Ancoradouro

Festejos juninos se reinventam por força da pandemia

Artigo escrito por Marciel Bezerra: O mês junho é bastante aguardado no Nordeste pela expectativa do sertanejo em função das festividades dos padroeiros Santo Antônio (13), São João Batista (24) e São Pedro (29). É período da renovação da fé e da vivência das bênçãos também pelo período chuvoso ainda remanescente.

São João Batista. Foto: Marciel Bezerra.

Em meio à situação de pandemia ora experimentada, 2020 está sendo reinventado. Impactados pela Covid-19 (novo Coronavírus), novas formas de celebração das festividades desses santos dias juninos já são vislumbradas.

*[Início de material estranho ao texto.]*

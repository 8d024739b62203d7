//! Collision resolution
//!
//! Runs once per frame after every object has moved. The scene calls
//! whatever [`CollisionResolver`] it was given; the default does nothing.
//! [`FloorPlane`] is the one concrete resolver: an infinite horizontal floor
//! that moving objects land on.

use macroquad::prelude::vec2;

use super::entity::ObjectId;
use super::object::GameObject;

pub trait CollisionResolver {
    /// Resolve contacts between objects (and the world) after movement
    fn resolve(&mut self, objects: &mut [(ObjectId, GameObject)]);
}

/// No collision response at all
#[derive(Debug, Default, Clone, Copy)]
pub struct NoCollision;

impl CollisionResolver for NoCollision {
    fn resolve(&mut self, _objects: &mut [(ObjectId, GameObject)]) {}
}

/// Infinite floor at a fixed world y (+y down)
#[derive(Debug, Clone, Copy, PartialEq)]
pub struct FloorPlane {
    pub y: f32,
}

impl FloorPlane {
    pub fn new(y: f32) -> Self {
        Self { y }
    }
}

impl CollisionResolver for FloorPlane {
    fn resolve(&mut self, objects: &mut [(ObjectId, GameObject)]) {
        for (_, obj) in objects.iter_mut().filter(|(_, o)| o.is_active()) {
            let bottom = obj.bounds().bottom();
            let Some(kinematics) = obj.kinematics_mut() else { continue };

            if bottom < self.y {
                continue;
            }
            kinematics.grounded = true;
            if kinematics.velocity.y > 0.0 {
                kinematics.velocity.y = 0.0;
            }

            let overlap = bottom - self.y;
            if overlap > 0.0 {
                let position = obj.position();
                obj.set_position(position - vec2(0.0, overlap));
            }
        }
    }
}
//! Input handling with gamepad support
//!
//! Provides an action-based input system that works with both keyboard and
//! gamepad controllers. Input is polled: the app samples devices once per
//! frame and objects query held actions through [`InputSource`].
//!
//! Native: Uses gilrs crate for cross-platform gamepad input
//! WASM: Keyboard only

mod actions;
mod gamepad;
mod state;

pub use actions::{Action, InputSource};
pub use state::InputState;

#[cfg(test)]
pub use state::ScriptedInput;
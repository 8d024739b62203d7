//! Object identity with generational indices
//!
//! Every object in a scene gets an [`ObjectId`]: a slot index plus a
//! generation counter. When an object is removed its slot may be reused, but
//! the generation is bumped first, so an id held for a removed object (for
//! example the camera's tracking target) never matches its replacement.

/// Stable handle to an object in a [`Scene`](super::Scene)
#[derive(Debug, Clone, Copy, PartialEq, Eq, Hash)]
pub struct ObjectId {
    index: u32,
    generation: u32,
}

impl ObjectId {
    pub(crate) fn new(index: u32, generation: u32) -> Self {
        Self { index, generation }
    }

    pub fn index(&self) -> u32 {
        self.index
    }

    pub fn generation(&self) -> u32 {
        self.generation
    }
}

impl std::fmt::Display for ObjectId {
    fn fmt(&self, f: &mut std::fmt::Formatter<'_>) -> std::fmt::Result {
        write!(f, "#{}v{}", self.index, self.generation)
    }
}

/// Hands out and retires [`ObjectId`]s
#[derive(Debug, Default)]
pub struct IdAllocator {
    /// Current generation of each slot
    generations: Vec<u32>,
    /// Retired slots available for reuse (LIFO)
    free_indices: Vec<u32>,
    alive_count: u32,
}

impl IdAllocator {
    pub fn new() -> Self {
        Self::default()
    }

    pub fn allocate(&mut self) -> ObjectId {
        self.alive_count += 1;

        if let Some(index) = self.free_indices.pop() {
            // Generation was already bumped on free
            ObjectId::new(index, self.generations[index as usize])
        } else {
            let index = self.generations.len() as u32;
            self.generations.push(0);
            ObjectId::new(index, 0)
        }
    }

    /// Retire an id. Returns false if it was already stale.
    pub fn free(&mut self, id: ObjectId) -> bool {
        if !self.is_alive(id) {
            return false;
        }
        self.generations[id.index as usize] += 1;
        self.free_indices.push(id.index);
        self.alive_count -= 1;
        true
    }

    pub fn is_alive(&self, id: ObjectId) -> bool {
        self.generations
            .get(id.index as usize)
            .is_some_and(|&generation| generation == id.generation)
    }

    pub fn alive_count(&self) -> u32 {
        self.alive_count
    }
}

#[cfg(test)]
mod tests {
    use super::*;

    #[test]
    fn test_allocate_and_free() {
        let mut ids = IdAllocator::new();
        let a = ids.allocate();
        let b = ids.allocate();
        assert_ne!(a, b);
        assert_eq!(ids.alive_count(), 2);

        assert!(ids.free(a));
        assert!(!ids.free(a));
        assert!(!ids.is_alive(a));
        assert!(ids.is_alive(b));
        assert_eq!(ids.alive_count(), 1);
    }

    #[test]
    fn test_reused_slot_gets_new_generation() {
        let mut ids = IdAllocator::new();
        let old = ids.allocate();
        ids.free(old);

        let new = ids.allocate();
        assert_eq!(new.index(), old.index());
        assert_ne!(new.generation(), old.generation());
        assert!(!ids.is_alive(old));
        assert!(ids.is_alive(new));
    }
}
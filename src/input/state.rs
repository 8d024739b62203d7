//! Input state management
//!
//! Polls keyboard (macroquad) and gamepad (gilrs) once per frame and
//! combines them behind the [`InputSource`] trait.

use macroquad::prelude::{is_key_down, KeyCode};

use super::gamepad::{Gamepad, PadButtons};
use super::{Action, InputSource};

/// Unified input state for keyboard and gamepad
pub struct InputState {
    gamepad: Gamepad,
    /// Gamepad buttons sampled by the last `poll`
    pad: PadButtons,
}

impl InputState {
    pub fn new() -> Self {
        Self {
            gamepad: Gamepad::new(),
            pad: PadButtons::default(),
        }
    }

    /// Call once per frame before objects read actions
    pub fn poll(&mut self) {
        self.gamepad.poll();
        self.pad = self.gamepad.buttons();
    }

    pub fn has_gamepad(&self) -> bool {
        self.gamepad.has_gamepad()
    }

    fn keyboard_down(&self, action: Action) -> bool {
        match action {
            Action::MoveLeft => is_key_down(KeyCode::Left) || is_key_down(KeyCode::A),
            Action::MoveRight => is_key_down(KeyCode::Right) || is_key_down(KeyCode::D),
            Action::Jump => {
                is_key_down(KeyCode::Space) || is_key_down(KeyCode::Up) || is_key_down(KeyCode::W)
            }
        }
    }

    fn gamepad_down(&self, action: Action) -> bool {
        match action {
            Action::MoveLeft => self.pad.left,
            Action::MoveRight => self.pad.right,
            Action::Jump => self.pad.jump,
        }
    }
}

impl InputSource for InputState {
    fn action_down(&self, action: Action) -> bool {
        self.keyboard_down(action) || self.gamepad_down(action)
    }
}

impl Default for InputState {
    fn default() -> Self {
        Self::new()
    }
}

/// Input held down by hand, for driving objects without a window
#[cfg(test)]
#[derive(Debug, Default, Clone)]
pub struct ScriptedInput {
    held: std::collections::HashSet<Action>,
}

#[cfg(test)]
impl ScriptedInput {
    pub fn new() -> Self {
        Self::default()
    }

    pub fn holding(actions: &[Action]) -> Self {
        let mut input = Self::new();
        for &action in actions {
            input.press(action);
        }
        input
    }

    pub fn press(&mut self, action: Action) {
        self.held.insert(action);
    }

    pub fn release(&mut self, action: Action) {
        self.held.remove(&action);
    }
}

#[cfg(test)]
impl InputSource for ScriptedInput {
    fn action_down(&self, action: Action) -> bool {
        self.held.contains(&action)
    }
}
//! Event System
//!
//! Objects don't talk to audio or other app services directly. During
//! update they queue events; after the frame is drawn the app drains the
//! queues and reacts (e.g. a jump event plays the jump sound).

use macroquad::prelude::Vec2;

use super::entity::ObjectId;

/// A queue for events of a single type.
/// Events are collected during the frame and drained once per frame.
#[derive(Debug)]
pub struct EventQueue<T> {
    events: Vec<T>,
}

impl<T> EventQueue<T> {
    pub fn new() -> Self {
        Self { events: Vec::new() }
    }

    pub fn send(&mut self, event: T) {
        self.events.push(event);
    }

    pub fn iter(&self) -> impl Iterator<Item = &T> {
        self.events.iter()
    }

    /// Drain all events (returns iterator and clears queue)
    pub fn drain(&mut self) -> impl Iterator<Item = T> + '_ {
        self.events.drain(..)
    }

    pub fn is_empty(&self) -> bool {
        self.events.is_empty()
    }

    pub fn clear(&mut self) {
        self.events.clear();
    }

    pub fn len(&self) -> usize {
        self.events.len()
    }
}

impl<T> Default for EventQueue<T> {
    fn default() -> Self {
        Self::new()
    }
}

/// Container for all game events.
#[derive(Debug, Default)]
pub struct Events {
    /// An object left the ground under its own power
    pub jumped: EventQueue<JumpEvent>,
}

impl Events {
    pub fn new() -> Self {
        Self::default()
    }
}

#[derive(Debug, Clone, Copy, PartialEq)]
pub struct JumpEvent {
    pub object: ObjectId,
    /// Where the jump started
    pub position: Vec2,
}
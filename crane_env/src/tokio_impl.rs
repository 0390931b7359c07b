//! Production implementation of ReplayContext using Tokio.

use crate::ReplayContext;
use async_trait::async_trait;
use std::time::{Duration, Instant, SystemTime};
use tracing::debug;

/// Production context backed by Tokio and the system clock.
pub struct TokioContext {
    /// Start time for monotonic duration calculations
    start: Instant,
}

impl TokioContext {
    /// Creates a new TokioContext.
    pub fn new() -> Self {
        Self {
            start: Instant::now(),
        }
    }
}

impl Default for TokioContext {
    fn default() -> Self {
        Self::new()
    }
}

#[async_trait]
impl ReplayContext for TokioContext {
    fn now(&self) -> Duration {
        self.start.elapsed()
    }

    fn system_time(&self) -> SystemTime {
        SystemTime::now()
    }

    async fn sleep(&self, duration: Duration) {
        tokio::time::sleep(duration).await;
    }

    fn spawn<F>(&self, name: &str, future: F)
    where
        F: std::future::Future<Output = ()> + Send + 'static,
    {
        debug!(task = name, "spawning background task");
        tokio::spawn(future);
    }
}
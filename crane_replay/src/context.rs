//! Virtual-clock context implementing `ReplayContext` for headless replays.

use async_trait::async_trait;
use crane_env::ReplayContext;
use std::sync::atomic::{AtomicU64, Ordering};
use std::sync::Arc;
use std::time::{Duration, SystemTime, UNIX_EPOCH};
use tracing::debug;

/// Context backed by a manually advanced clock.
///
/// Ticks are driven by the runner, so a ten-minute history replays in
/// however long the CPU needs. Background tasks still run on tokio.
pub struct VirtualContext {
    /// Current virtual time (nanoseconds since replay start)
    virtual_time_ns: Arc<AtomicU64>,

    /// Virtual time 0 maps to this wall-clock time
    epoch: SystemTime,
}

impl VirtualContext {
    pub fn new() -> Self {
        Self::with_epoch(UNIX_EPOCH + Duration::from_secs(1_704_067_200)) // 2024-01-01 00:00:00 UTC
    }

    /// A context whose virtual time 0 is `epoch`.
    pub fn with_epoch(epoch: SystemTime) -> Self {
        Self {
            virtual_time_ns: Arc::new(AtomicU64::new(0)),
            epoch,
        }
    }

    /// Anchors virtual time 0 at the first record of a history.
    pub fn starting_at_millis(epoch_millis: i64) -> Self {
        let offset = Duration::from_millis(epoch_millis.max(0) as u64);
        Self::with_epoch(UNIX_EPOCH + offset)
    }

    pub fn advance_time(&self, duration: Duration) {
        let nanos = u64::try_from(duration.as_nanos()).unwrap_or(u64::MAX);
        self.virtual_time_ns.fetch_add(nanos, Ordering::SeqCst);
    }

    pub fn time_ns(&self) -> u64 {
        self.virtual_time_ns.load(Ordering::SeqCst)
    }
}

impl Default for VirtualContext {
    fn default() -> Self {
        Self::new()
    }
}

impl Clone for VirtualContext {
    fn clone(&self) -> Self {
        Self {
            virtual_time_ns: Arc::clone(&self.virtual_time_ns),
            epoch: self.epoch,
        }
    }
}

#[async_trait]
impl ReplayContext for VirtualContext {
    fn now(&self) -> Duration {
        Duration::from_nanos(self.time_ns())
    }

    fn system_time(&self) -> SystemTime {
        self.epoch + self.now()
    }

    async fn sleep(&self, duration: Duration) {
        // Sleeping on a virtual clock just moves it forward
        self.advance_time(duration);
    }

    fn spawn<F>(&self, name: &str, future: F)
    where
        F: std::future::Future<Output = ()> + Send + 'static,
    {
        debug!(task = name, virtual_ms = self.now().as_millis() as u64, "spawning task");
        tokio::spawn(future);
    }
}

As paróquias das pequenas cidades, por exemplo, estão aproveitando os recursos da tecnologia para iniciar um percurso diferente entre o presente e o futuro.

Como será em Cedro?

Localizado na região centro-sul do Ceará, o município, pela primeira vez em 99 anos seguidos, vai inovar no tradicional festejo religioso do padroeiro São João Batista, com maior distanciamento entre as caminhadas na madrugada, as novenas, os leilões e os shows culturais. Uma das alternativas para não deixar cair a qualidade e o envolvimento das pessoas é a participação dos empresários locais, que decidiram unificar as formas de divulgação, colaboração e entretenimento do período.

Para as caminhadas na madrugada e as novenas, jovens paroquianos estão transmitindo os eventos ao vivo, por meio de plataformas como Facebook e Instagram. À noite, as tradicionais barracas que levavam as famosas prendas nos mais diversos bairros, estão vendendo seus produtos por meio de aplicativo delivery; uma equipe faz a entrega dos pedidos nas residências.

Vários artistas vendem suas criações por meio de shows culturais no Youtube. Tem até um site (“Vaquinha Online” – crowdfunding) que angaria recursos financeiros para ajudar na reforma da Casa Paroquial.

Como ficam os 100 anos de Cedro?

Se ainda em junho as comemorações presenciais estão sendo interrompidas pela pandemia, já uma outra preocupação das autoridades locais toma vulto: o dia 21 de outubro, quando o município, com uma população hoje estimada de 25 mil habitantes, festeja seu primeiro centenário de emancipação. Pode até se pensar que a data está demasiado distante, mas, dado o nível de incertezas em relação à pandemia, é prudente desde já precaver-se. Será necessário também adaptar as festividades centenárias aos recursos virtuais? Ou será que os abraços dos moradores, ao vivo e em cores, só ocorrerão com a chegada de 2021?